L'énigme des vampires
Brân Vendigeit, ce grand héros du légendaire celtique, serait-il l’équivalent
du Baron Samedi, ce dieu des cimetières tant honoré dans le culte vaudou ?
À ce compte, étant donné la diabolisation revêtue par le personnage, le comte
Dracula est assurément un parfait « Baron Samedi » régnant sur une
troupe de vampires à qui il manque quelque chose ,
en l’occurrence la parole.
Ce chaudron merveilleux n’est d’ailleurs pas le seul de la
tradition celtique galloise. On en trouve un autre dans le récit de Peredur , qui est, répétons-le, la version
archaïsante de la Quête du Graal . Le héros se
trouve dans une forteresse où il n’y a que des femmes : « Il
commençait à causer avec elles, lorsqu’il vit venir un cheval portant en selle
un cadavre. Une des femmes se leva, enleva le cadavre de la selle, le baigna
dans une cuve remplie d’eau chaude qui était plus bas que la porte, et lui
appliqua un onguent précieux. L’homme ressuscita, vint le saluer et lui montra
joyeux visage [138] . » Mais on ne nous
dit pas s’il manquait quelque chose à cet homme mort qui venait ainsi de
ressusciter devant le témoin privilégié qu’est Peredur.

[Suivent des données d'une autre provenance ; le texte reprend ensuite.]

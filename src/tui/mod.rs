//! # TUI Adapter
//!
//! The ratatui-specific layer. Handles terminal I/O, renders the list and
//! detail screens, and drives the `ListController` from keyboard events.
//!
//! This is the only module that knows about ratatui and crossterm.
//!
//! ## Controller Contract
//!
//! - `attach()` once the terminal is up, `detach()` before it is torn down
//! - `load_next_page()` when the selection is near the end, at most once per
//!   navigation or list growth; a failed page waits for the user to move or
//!   press `r`
//! - `on_scroll_position_changed()` when the first visible row moves
//! - `on_item_selected()` when an entry is opened
//!
//! ## Redraw Strategy
//!
//! The loop polls fast (~80ms) while something is loading so completions
//! show up promptly, and sleeps up to 500ms when idle. It only redraws
//! after an input event, a resize, or a state change.

mod component;
mod components;
mod event;
mod ui;

use log::{debug, info, warn};
use std::io::stdout;
use std::sync::{Arc, mpsc};
use std::time::Duration;

use crossterm::event::{DisableMouseCapture, EnableMouseCapture};
use crossterm::execute;

use crate::catalog::{PokeApiClient, PokemonDetail, RepoError, Repository};
use crate::core::config::ResolvedConfig;
use crate::core::state::error_message;
use crate::core::{FileSnapshotStore, Lifecycle, ListController};
use crate::tui::component::EventHandler;
use crate::tui::components::{DetailState, DetailView, ListEvent, PokemonListState};
use crate::tui::event::{TuiEvent, poll_event_immediate, poll_event_timeout};

/// Snapshot key of the one list screen.
pub const LIST_SNAPSHOT_KEY: &str = "pokemon-list";

pub enum Screen {
    List,
    Detail(DetailView),
}

/// TUI-specific presentation state (not part of core business logic)
pub struct TuiState {
    pub list: PokemonListState,
    pub screen: Screen,
}

impl TuiState {
    pub fn new() -> Self {
        Self {
            list: PokemonListState::new(),
            screen: Screen::List,
        }
    }
}

impl Default for TuiState {
    fn default() -> Self {
        Self::new()
    }
}

struct TerminalModeGuard;

impl TerminalModeGuard {
    fn new() -> std::io::Result<Self> {
        execute!(stdout(), EnableMouseCapture)?;
        info!("Terminal modes enabled (mouse)");
        Ok(Self)
    }
}

impl Drop for TerminalModeGuard {
    fn drop(&mut self) {
        let _ = execute!(stdout(), DisableMouseCapture);
    }
}

/// Result of an on-demand detail fetch.
struct DetailLoaded {
    id: u32,
    result: Result<PokemonDetail, RepoError>,
}

pub fn run(config: ResolvedConfig) -> std::io::Result<()> {
    let client = PokeApiClient::new(Some(config.base_url.clone()), config.timeout);
    let repository = Arc::new(Repository::new(Arc::new(client)));
    let store = Arc::new(FileSnapshotStore::new(config.snapshot_dir.clone()));
    let mut controller = ListController::new(
        repository.clone(),
        store,
        LIST_SNAPSHOT_KEY,
        config.page_size,
    );

    let mut tui = TuiState::new();
    tui.list.restore(controller.snapshot());

    let mut terminal = ratatui::init();
    let _terminal_mode_guard = TerminalModeGuard::new();

    // Channel for detail fetches from background tasks
    let (detail_tx, detail_rx) = mpsc::channel::<DetailLoaded>();
    let mut detail_abort: Option<tokio::task::AbortHandle> = None;

    let mut state_rx = controller.subscribe();
    controller.attach();
    let mut ui_state = controller.state();
    tui.list.sync_len(ui_state.items().len());
    if controller.snapshot().last_error.is_some() {
        tui.list.disarm_prefetch();
    }
    let mut needs_redraw = true; // Force first frame

    let result = loop {
        // Apply finished fetches, then pick up whatever the controller published
        controller.poll_completions();
        while let Ok(loaded) = detail_rx.try_recv() {
            if let Screen::Detail(view) = &mut tui.screen
                && view.item.id == loaded.id
            {
                view.state = match loaded.result {
                    Ok(detail) => DetailState::Loaded(detail),
                    Err(e) => DetailState::Failed(error_message(&e)),
                };
                detail_abort = None;
                needs_redraw = true;
            }
        }

        if matches!(tui.screen, Screen::List)
            && ui_state.can_load_more()
            && tui.list.take_prefetch()
        {
            controller.load_next_page();
        }

        if state_rx.has_changed().unwrap_or(false) {
            ui_state = state_rx.borrow_and_update().clone();
            tui.list.sync_len(ui_state.items().len());
            if ui_state.can_load_more() && controller.snapshot().last_error.is_some() {
                tui.list.disarm_prefetch();
            }
            needs_redraw = true;
        }

        if needs_redraw {
            let last_error = controller.snapshot().last_error.clone();
            if let Err(e) =
                terminal.draw(|f| ui::draw_ui(f, &ui_state, last_error.as_deref(), &mut tui))
            {
                break Err(e);
            }
            needs_redraw = false;

            if let Some(top) = tui.list.take_viewport_change() {
                let anchor = ui_state.items().get(top).map(|item| item.id);
                controller.on_scroll_position_changed(top, 0, anchor);
            }
        }

        let timeout = if controller.is_fetching() || detail_abort.is_some() {
            Duration::from_millis(80)
        } else {
            Duration::from_millis(500)
        };
        let first_event = poll_event_timeout(timeout);
        if first_event.is_some() {
            needs_redraw = true;
        }

        let mut should_quit = false;
        for event in first_event
            .into_iter()
            .chain(std::iter::from_fn(poll_event_immediate))
        {
            match event {
                TuiEvent::Resize => continue,
                TuiEvent::ForceQuit | TuiEvent::Quit => {
                    should_quit = true;
                    break;
                }
                _ => {}
            }

            if matches!(tui.screen, Screen::List) {
                match event {
                    TuiEvent::Retry => controller.retry(),
                    TuiEvent::Reload => {
                        controller.load_initial_page();
                        tui.list = PokemonListState::new();
                    }
                    _ => {
                        if let Some(ListEvent::Open(index)) = tui.list.handle_event(&event)
                            && let Some(item) = ui_state.items().get(index).cloned()
                        {
                            controller.on_item_selected(item.id);
                            detail_abort =
                                Some(spawn_detail(&repository, item.id, detail_tx.clone()));
                            tui.screen = Screen::Detail(DetailView::new(item));
                        }
                    }
                }
            } else if let Screen::Detail(view) = &mut tui.screen {
                match event {
                    TuiEvent::Back => {
                        if let Some(handle) = detail_abort.take() {
                            handle.abort();
                        }
                        tui.screen = Screen::List;
                    }
                    TuiEvent::Retry if matches!(view.state, DetailState::Failed(_)) => {
                        view.state = DetailState::Loading;
                        detail_abort =
                            Some(spawn_detail(&repository, view.item.id, detail_tx.clone()));
                    }
                    _ => {}
                }
            }
        }

        if should_quit {
            info!("Quit requested");
            break Ok(());
        }
    };

    controller.detach();
    if let Some(handle) = detail_abort {
        handle.abort();
    }

    ratatui::restore();
    result
}

fn spawn_detail(
    repository: &Arc<Repository>,
    id: u32,
    tx: mpsc::Sender<DetailLoaded>,
) -> tokio::task::AbortHandle {
    info!("Spawning detail fetch: id={}", id);
    let repository = Arc::clone(repository);
    let handle = tokio::spawn(async move {
        let result = repository.load_detail(id).await;
        debug!("Detail fetch for id={} finished: ok={}", id, result.is_ok());
        if tx.send(DetailLoaded { id, result }).is_err() {
            warn!("Failed to send detail for id={}: receiver dropped", id);
        }
    });
    handle.abort_handle()
}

Au reste, le chaudron de Brân le Béni a une bien curieuse histoire,
et elle nous est contée à la fois par Mattolwch et Brân, chacun ayant ses
informations sur le sujet. Mattolwch dit : « Un jour que j’étais à la
chasse en Irlande, sur le haut d’un tertre qui dominait un lac appelé Llynn y Peir (le Lac du Chaudron), j’en vis sortir
un grand homme aux cheveux roux, portant un chaudron sur son dos. Il était d’une
taille démesurée, et avait l’air d’un malfaiteur. Et s’il était grand, sa femme
était encore deux fois plus grande que lui. » Voilà des personnages qui, de
toute évidence, proviennent de l’Autre Monde. Mattolwch continue : « Je
me chargeai de pourvoir à leur entretien, et ils restèrent une année avec moi
sans qu’on m’en fît des reproches. Mais à partir de là, on me fit des difficultés
à leur sujet. Avant la fin du quatrième mois, ils se firent eux-mêmes haïr en
commettant sans retenue des excès dans le pays, en gênant et en causant des
ennuis aux hommes et aux femmes nobles. » Il est regrettable qu’on ne nous
précise pas quelle sorte d’ennuis attiraient cet homme et cette femme surgis d’un
lac et possesseurs d’un bien énigmatique chaudron. Peut-être s’en prenaient-ils
aux hommes et aux femmes nobles pour leur sucer leur sang ? Ce n’est qu’une
hypothèse, mais elle paraît bien conforme au caractère des personnages et aux
vertus du chaudron.
Quoi qu’il en soit, Mattolwch, voulant se débarrasser de ces
indésirables, et suivant le conseil de ses vassaux, les fait enfermer dans une
étrange « maison de fer » qu’il fait chauffer à blanc. L’homme et la
femme fracassent les parois de la maison et s’échappent avec le chaudron, quittant
définitivement l’Irlande. Et Mattolwch de conclure : « C’est alors, je
suppose, qu’il traversa la mer et se rendit près de toi. » Cet épisode remonte
très loin à la fois dans la mythologie et dans le rituel des anciens Celtes. Une
épreuve semblable doit être subie par Cûchulainn et les guerriers d’Ulster, dans
le récit irlandais de l’Ivresse des Ulates [139] .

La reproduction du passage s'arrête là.